Where does "ParsedAddress" appear in the data? Return each line that holds it.
[PROVIDED ENTRIES]
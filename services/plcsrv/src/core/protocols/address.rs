//! Symbolic address parsing
//!
//! All families write addresses as `<letters><decimal>[.<bit>]`; what the
//! letters mean and whether the bit suffix is legal differs per family, so
//! this module only splits the string and validates the shape. Family rules
//! live in each adapter.

use errors::{AgentError, AgentResult};

/// The split form of an address string like `D101`, `DM200.3` or `R10.3`
#[derive(Debug, Clone, PartialEq, Eq)]
pub struct ParsedAddress {
    /// Device prefix, uppercased (`D`, `DM`, `M`, `R`, `MR`, ...)
    pub device: String,
    /// Decimal device offset
    pub offset: u32,
    /// Explicit bit index (0..=15) when the `.bit` suffix was present
    pub bit: Option<u8>,
}

pub fn parse_address(address: &str) -> AgentResult<ParsedAddress> {
    let trimmed = address.trim();
    if trimmed.is_empty() {
        return Err(AgentError::decode(address, "empty address"));
    }

    let upper = trimmed.to_ascii_uppercase();
    let (main, bit_part) = match upper.split_once('.') {
        Some((main, bit)) => (main, Some(bit)),
        None => (upper.as_str(), None),
    };

    let prefix_len = main.chars().take_while(|c| c.is_ascii_alphabetic()).count();
    if prefix_len == 0 {
        return Err(AgentError::decode(address, "missing device prefix"));
    }
    let (device, digits) = main.split_at(prefix_len);
    if digits.is_empty() || !digits.chars().all(|c| c.is_ascii_digit()) {
        return Err(AgentError::decode(address, "missing or non-numeric offset"));
    }
    let offset: u32 = digits
        .parse()
        .map_err(|_| AgentError::decode(address, "offset out of range"))?;

    let bit = match bit_part {
        None => None,
        Some(raw) => {
            if raw.is_empty() || !raw.chars().all(|c| c.is_ascii_digit()) {
                return Err(AgentError::decode(address, "malformed bit index"));
            }
            let bit: u8 = raw
                .parse()
                .map_err(|_| AgentError::decode(address, "bit index out of range"))?;
            if bit > 15 {
                return Err(AgentError::decode(address, "bit index must be 0..=15"));
            }
            Some(bit)
        },
    };

    Ok(ParsedAddress {
        device: device.to_string(),
        offset,
        bit,
    })
}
[/PROVIDED ENTRIES]
## EXPECTED ANSWER:
pub struct ParsedAddress {
pub fn parse_address(address: &str) -> AgentResult<ParsedAddress> {
    Ok(ParsedAddress {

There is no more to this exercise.